Był to poranek jednego z ostatnich dni sierpnia, a ja wylewałam poty w trakcie intensywnego poszukiwania pracy. Moja frustracja zdawała się nie mieć końca. Szukanie zajęcia w zgodzie z własnym wykształceniem, w miejscu, które Ci odpowiada i w końcu z wynagrodzeniem, które zapewni Ci dostatnie życie zdaje się być ostatnimi czasy czymś zdecydowanie trudniejszym niż szukanie igły w stogu siana. A może po prostu nie mam do tego talentu? Kiedy zaczynało mi brakować jakiejkolwiek ochoty do przeglądania ofert pracy, moim oczom ukazała się nowa, “Szukamy studentek na stanowisko recepcjonistki”. Pomyślałam: raz kozie śmierć i wysłałam CV. Pracy recepcjonistki nie otrzymałam, ale przesłanie cefałki okazało się najlepszą decyzją, o czym dowiedziałam się już podczas pierwszej rozmowy kwalifikacyjnej. Na miejsce dotarłam dość szybko, a wejście do recepcji mogłabym porównać do przeniesienia się do całkiem innego świata. Świata orientu, zapachów, kwiatów, niesamowitego wystroju wnętrz – zdecydowanie odstającego od większości lokali, jakie widziałam w Polsce i nieziemskiej, relaksacyjnej muzyki.
Dostałam pracę. W najpiękniejszym miejscu, jakie mogłabym sobie wyobrazić, otoczona serdecznymi ludźmi, z możliwością ogromnego rozwoju i poznania innej kultury.
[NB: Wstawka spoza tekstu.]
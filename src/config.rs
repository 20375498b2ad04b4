use serde::{Deserialize, Serialize};
use std::fs;
use std::path::PathBuf;
use std::time::Duration;

/// Where the folder camera picks up new photos.
#[derive(Debug, Clone, PartialEq, Serialize, Deserialize)]
#[serde(default)]
pub struct CameraConfig {
    /// Inbox the phone/tethering software drops images into
    pub source_dir: PathBuf,
    /// Whether tap-to-focus is forwarded to the device
    pub supports_focus: bool,
}

impl Default for CameraConfig {
    fn default() -> Self {
        let mut source_dir = dirs::picture_dir().unwrap_or_else(|| PathBuf::from("."));
        source_dir.push("ocr-camera-inbox");
        Self {
            source_dir,
            supports_focus: false,
        }
    }
}

/// Top-level application configuration.
#[derive(Debug, Clone, PartialEq, Serialize, Deserialize)]
#[serde(default)]
pub struct Config {
    pub upload_url: String,
    pub messages_url: String,
    pub poll_interval_secs: u64,
    pub camera: CameraConfig,
}

impl Default for Config {
    fn default() -> Self {
        Self {
            upload_url: String::new(),
            messages_url: String::new(),
            poll_interval_secs: 5,
            camera: CameraConfig::default(),
        }
    }
}

impl Config {
    /// Directory: ~/.config/ocr-camera/
    pub fn dir() -> PathBuf {
        let mut p = dirs::config_dir().unwrap_or_else(|| PathBuf::from("."));
        p.push("ocr-camera");
        p
    }

    fn path() -> PathBuf {
        Self::dir().join("config.json")
    }

    /// Load from disk, returning defaults if file doesn't exist or is invalid.
    /// `UPLOAD_URL` and `MESSAGES_URL` from the environment win over the file.
    pub fn load() -> Self {
        let path = Self::path();
        let mut config = match fs::read_to_string(&path) {
            Ok(data) => Self::parse(&data),
            Err(_) => {
                let config = Self::default();
                if let Err(e) = config.save() {
                    log::warn!("Failed to write default config: {e}");
                }
                config
            }
        };
        config.apply_overrides(
            std::env::var("UPLOAD_URL").ok(),
            std::env::var("MESSAGES_URL").ok(),
        );
        config
    }

    fn parse(data: &str) -> Self {
        serde_json::from_str(data).unwrap_or_else(|e| {
            log::warn!("Invalid config file, using defaults: {e}");
            Self::default()
        })
    }

    fn apply_overrides(&mut self, upload_url: Option<String>, messages_url: Option<String>) {
        if let Some(url) = upload_url.filter(|u| !u.is_empty()) {
            self.upload_url = url;
        }
        if let Some(url) = messages_url.filter(|u| !u.is_empty()) {
            self.messages_url = url;
        }
    }

    /// Persist to disk.
    pub fn save(&self) -> Result<(), Box<dyn std::error::Error>> {
        let dir = Self::dir();
        fs::create_dir_all(&dir)?;
        let data = serde_json::to_string_pretty(self)?;
        fs::write(Self::path(), data)?;
        Ok(())
    }

    /// Both endpoints must be known before the session can run.
    pub fn validate(&self) -> Result<(), String> {
        let mut missing = Vec::new();
        if self.upload_url.trim().is_empty() {
            missing.push("upload_url (or UPLOAD_URL)");
        }
        if self.messages_url.trim().is_empty() {
            missing.push("messages_url (or MESSAGES_URL)");
        }
        if missing.is_empty() {
            Ok(())
        } else {
            Err(format!(
                "missing {} in {}",
                missing.join(", "),
                Self::path().display()
            ))
        }
    }

    pub fn poll_interval(&self) -> Duration {
        Duration::from_secs(self.poll_interval_secs.max(1))
    }
}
Pracę-marzenie. Rzecz jasna zaczęłam się tym faktem chwalić w otoczeniu i wiecie co mnie spotkało? Pytania, których w sumie mogłam się spodziewać. Obleśne, ordynarne pytania, których wolałabym nigdy nie usłyszeć. Pytania, które uświadomiły mnie, że świadomość przeciętnego Polaka na temat tego, co inne, zawsze równa się praktycznie zeru. Mało tego, media również nie są pomocne. Wystarczy wpisać frazę “masaż tajski” w Google, by natknąć się chociażby na artykuły o Gessler nazywającej jedną z poznańskich restauracji b*rdelem. Zdążyłam przyzwyczaić się do tego, że dla Polaka-wieśniaka wszystko, co czerwone kojarzy się tylko i wyłącznie z jednym, ale zważywszy na to, iż opisywany przeze mnie problem dotknął mnie na płaszczyźnie osobistej, uznałam, że to zbyt karygodne, by wzruszyć ramionami i funkcjonować jak gdyby nigdy nic.
W mojej głowie pojawił się pomysł na serię, w ramach której z każdym nowym wpisem, przybliżę Wam konkretną dawkę wiedzy na temat masażu, którego tradycja sięga 2 tysięcy lat. Niektóre informacje na jego temat będą mogły wydawać się Wam nieprawdopodobne, ale będę chodzącym przykładem na to, że nie są to mrzonki wymyślane przez marketingowów i właścicieli salonów.
Na potrzeby omawianej przeze mnie serii artykułów, podjęłam współpracę z salonem Thai Lamai w Poznaniu, by na własnej skórze poznać działanie rozmaitych technik, które rzecz jasna szczegółowo opiszę na blogu. Mam nadzieję, że w ten sposób przekonam Was do przetestowania zabiegów i wspólnie odkryjemy nowe miejsce odprężania, pełni relaksu oraz momentu wytchnienia od codziennego biegu.
Trzymajcie kciuki, lecę właśnie na pierwszy masaż.